In RL you have a parameterized policy that dictates the probability with which you pick action $a$ given parameters $\theta$ and state $s_t$. That is typically denoted as $\pi(a|\theta,s)=P(A_t=a|S_t=s,\theta_t=\theta$). When one is dealing with continuous actions, then one cannot talk about the probability of choosing an action. Instead, one chooses a density, for example Gaussian. Then the policy is given by:
$$\pi(a|s,\theta)=\dfrac{1}{\sigma(s,\theta)\sqrt{2\pi}}\exp\left(-\dfrac{(a-\mu(s,\theta)^2}{2\sigma(s,\theta)^2}\right)$$
One is interested in computing $\nabla_\theta \log \pi$. I'll do a preliminary calculation for mere illustrative purposes where I calculate the derivative with respect to $\mu_\theta$.

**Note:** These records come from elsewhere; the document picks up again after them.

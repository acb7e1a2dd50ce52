// HTML viewer rendering
//
// Renders the persisted artifact into a small static site: an index page
// with project metrics and the file table, and one page per file with its
// summary, symbol tree, dependency lists, and focused DOT fragment. The
// serve command renders the same pages per request.

use crate::analysis::Artifact;
use crate::error::{Error, Result};
use crate::output::dot::DotGenerator;
use crate::parser::Symbol;
use serde::Serialize;
use std::path::Path;
use tera::{Context, Tera};

/// One row of the index file table
#[derive(Debug, Serialize)]
struct IndexRow {
    href: String,
    path: String,
    language: &'static str,
    summary: String,
    dependency_count: usize,
    dependent_count: usize,
}

/// Result of writing the static site
#[derive(Debug, Clone)]
pub struct SiteReport {
    pub pages_generated: usize,
    pub graph_written: bool,
}

impl SiteReport {
    /// One-line description for CLI output
    pub fn summary(&self) -> String {
        format!(
            "Generated {} pages{}",
            self.pages_generated,
            if self.graph_written {
                " and graph.dot"
            } else {
                ""
            }
        )
    }
}

/// Artifact viewer backed by embedded tera templates
pub struct Viewer {
    tera: Tera,
    dot: DotGenerator,
}

impl Viewer {
    /// Create a viewer with the given full-graph node ceiling
    pub fn new(max_graph_nodes: usize) -> Result<Self> {
        let mut tera = Tera::default();
        tera.add_raw_templates(vec![
            ("base.html", include_str!("../../templates/base.html.tera")),
            ("index.html", include_str!("../../templates/index.html.tera")),
            ("file.html", include_str!("../../templates/file.html.tera")),
        ])?;

        Ok(Self {
            tera,
            dot: DotGenerator::new().with_max_nodes(max_graph_nodes),
        })
    }

    /// Render the index page
    pub fn index_page(&self, artifact: &Artifact) -> Result<String> {
        let rows: Vec<IndexRow> = artifact
            .files
            .iter()
            .enumerate()
            .map(|(i, file)| IndexRow {
                href: format!("files/{}.html", i),
                path: file.path.clone(),
                language: file.language.label(),
                summary: file.summary.clone(),
                dependency_count: file.dependencies.len(),
                dependent_count: file.dependents.len(),
            })
            .collect();

        let mut ctx = Context::new();
        ctx.insert("root_prefix", "");
        ctx.insert("root_path", &artifact.root_path);
        ctx.insert("metadata", &artifact.metadata);
        ctx.insert("errors", &artifact.errors);
        ctx.insert("files", &rows);
        ctx.insert("graph_available", &self.graph_dot(artifact).is_some());

        Ok(self.tera.render("index.html", &ctx)?)
    }

    /// Render the detail page for the file at `index` in the sorted list
    pub fn file_page(&self, artifact: &Artifact, index: usize) -> Result<String> {
        let record = artifact
            .files
            .get(index)
            .ok_or_else(|| Error::other(format!("No file at index {}", index)))?;

        let mut ctx = Context::new();
        ctx.insert("root_prefix", "../");
        ctx.insert("path", &record.path);
        ctx.insert("language", record.language.label());
        ctx.insert("summary", &record.summary);
        ctx.insert("dependencies", &record.dependencies);
        ctx.insert("dependents", &record.dependents);
        ctx.insert("symbols_html", &symbols_html(&record.symbols));
        ctx.insert("focused_dot", &self.dot.focused_graph(artifact, record));

        Ok(self.tera.render("file.html", &ctx)?)
    }

    /// Full-graph DOT source, `None` above the node ceiling
    pub fn graph_dot(&self, artifact: &Artifact) -> Option<String> {
        self.dot.full_graph(artifact)
    }

    /// Write the full static site into `out_dir`
    pub fn write_site(&self, artifact: &Artifact, out_dir: &Path) -> Result<SiteReport> {
        std::fs::create_dir_all(out_dir.join("files"))?;

        let mut pages = 0;
        std::fs::write(out_dir.join("index.html"), self.index_page(artifact)?)?;
        pages += 1;

        for index in 0..artifact.files.len() {
            let page = self.file_page(artifact, index)?;
            std::fs::write(out_dir.join(format!("files/{}.html", index)), page)?;
            pages += 1;
        }

        let graph_written = match self.graph_dot(artifact) {
            Some(dot) => {
                std::fs::write(out_dir.join("graph.dot"), dot)?;
                true
            }
            None => false,
        };

        Ok(SiteReport {
            pages_generated: pages,
            graph_written,
        })
    }
}

/// Render a symbol tree as nested lists, escaping all extracted text
fn symbols_html(symbols: &[Symbol]) -> String {
    if symbols.is_empty() {
        return String::new();
    }

    let mut out = String::from("<ul class=\"symbols\">");
    for symbol in symbols {
        out.push_str(&format!(
            "<li><code>{}</code><strong>{}</strong> <span class=\"line\">(line {})</span>",
            symbol.kind,
            tera::escape_html(&symbol.name),
            symbol.line
        ));
        if let Some(doc) = &symbol.docstring {
            if let Some(first_line) = doc.lines().next() {
                out.push_str(&format!(" <em>{}</em>", tera::escape_html(first_line)));
            }
        }
        out.push_str(&symbols_html(&symbol.children));
        out.push_str("</li>");
    }
    out.push_str("</ul>");
    out
}

#[cfg(test)]
mod tests {
    use super::*;
    use crate::analysis::FileRecord;
    use crate::language::Language;
    use crate::parser::SymbolKind;
    use std::collections::BTreeMap;
    use tempfile::TempDir;

    fn artifact() -> Artifact {
        let mut class = Symbol::new("Greeter", SymbolKind::Class, 1)
            .with_docstring(Some("Says hello.".to_string()));
        class
            .children
            .push(Symbol::new("greet", SymbolKind::Method, 2));

        let mut graph = BTreeMap::new();
        graph.insert("a.py".to_string(), vec!["b.py".to_string()]);
        graph.insert("b.py".to_string(), Vec::new());

        let files = vec![
            FileRecord {
                path: "a.py".to_string(),
                language: Language::Python,
                summary: "Top-level declarations: 1 classes, 0 functions; module length 1 statements.".to_string(),
                symbols: vec![class],
                dependencies: vec!["b.py".to_string()],
                dependents: Vec::new(),
            },
            FileRecord {
                path: "b.py".to_string(),
                language: Language::Python,
                summary: String::new(),
                symbols: Vec::new(),
                dependencies: Vec::new(),
                dependents: vec!["a.py".to_string()],
            },
        ];
        Artifact::assemble("/p".to_string(), files, graph, vec!["a warning".to_string()])
    }

    #[test]
    fn test_viewer_new() {
        assert!(Viewer::new(400).is_ok());
    }

    #[test]
    fn test_index_page() {
        let viewer = Viewer::new(400).unwrap();
        let html = viewer.index_page(&artifact()).unwrap();
        assert!(html.contains("a.py"));
        assert!(html.contains("files/0.html"));
        assert!(html.contains("a warning"));
        assert!(html.contains("graph.dot"));
    }

    #[test]
    fn test_index_page_graph_suppressed() {
        let viewer = Viewer::new(1).unwrap();
        let html = viewer.index_page(&artifact()).unwrap();
        assert!(html.contains("disabled for large projects"));
    }

    #[test]
    fn test_file_page() {
        let viewer = Viewer::new(400).unwrap();
        let html = viewer.file_page(&artifact(), 0).unwrap();
        assert!(html.contains("Greeter"));
        assert!(html.contains("greet"));
        assert!(html.contains("Says hello."));
        assert!(html.contains("digraph Dependencies"));
        assert!(html.contains("b.py"));
    }

    #[test]
    fn test_file_page_out_of_range() {
        let viewer = Viewer::new(400).unwrap();
        assert!(viewer.file_page(&artifact(), 99).is_err());
    }

    #[test]
    fn test_symbols_html_escapes() {
        let symbols = vec![Symbol::new("<script>", SymbolKind::Function, 1)];
        let html = symbols_html(&symbols);
        assert!(html.contains("&lt;script&gt;"));
        assert!(!html.contains("<script>"));
    }

    #[test]
    fn test_write_site() {
        let dir = TempDir::new().unwrap();
        let viewer = Viewer::new(400).unwrap();
        let report = viewer.write_site(&artifact(), dir.path()).unwrap();

        assert_eq!(report.pages_generated, 3);
        assert!(report.graph_written);
        assert!(dir.path().join("index.html").exists());
        assert!(dir.path().join("files/0.html").exists());
        assert!(dir.path().join("files/1.html").exists());
        assert!(dir.path().join("graph.dot").exists());
    }

    #[test]
    fn test_site_report_summary() {
        let report = SiteReport {
            pages_generated: 3,
            graph_written: true,
        };
        assert_eq!(report.summary(), "Generated 3 pages and graph.dot");
    }
}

$$\dfrac{\partial \log\pi}{d\mu_\theta}=\dfrac{\partial \log \pi}{\partial \mu_\theta}=\dfrac{a-\mu_\theta}{\sigma}$$
1) Since an action $a$ has been sampled, can't that action $a$ be put back in $\nabla_\theta\log\pi$ an evaluate the gradient without any reparameterization trick? For instance, just plugging in $a,s,\theta$ in the above equation would result in the gradient to update the mean.
Moreover, for a Gaussian, the reparemeterization trick is as follows: $$x=\mu(s,\theta)+\sigma(s,\theta) \varepsilon$$
where $\varepsilon \sim \mathcal{N}(0, 1)$. Then $x$ is a Gaussian sample. If we want to compute the likelihood (not probability) of sample $x$, then that is: $$\pi(x|s,\theta)=\dfrac{1}{\sigma\sqrt{2\pi}}\exp\left(-\dfrac{(\mu+\sigma\varepsilon-\mu)^2}{2\sigma^2}\right)=\dfrac{1}{\sigma\sqrt{2\pi}}\exp\left(-\dfrac{(\sigma\varepsilon)^2}{2\sigma^2}\right)=\dfrac{1}{\sigma\sqrt{2\pi}}\exp\left(-\dfrac{\varepsilon}{2}\right)$$.
so, there is no dependence on $\mu$ anymore. This is corroborated by pytorch. In particular, this answer discusses that. Furthermore, when calculating $\nabla_\theta \log \pi$, the dependence on the sample is completely gone as $\nabla_\theta \log \exp(-\varepsilon/2)=0$
2) How to interpret this? how is it possible there is no dependance on $\mu$? or that $\nabla \log \pi$ does not depend at all on the value of $x$? This result seems contradictory to what I derived before ($d\log\pi/ d\phi$)
I know the idea of the reparameterization trick is that we can differentiate through it, but I don't see how it agrees with the derivation I had in the second equation. And more importantly, I don't really see why it is necessary in RL.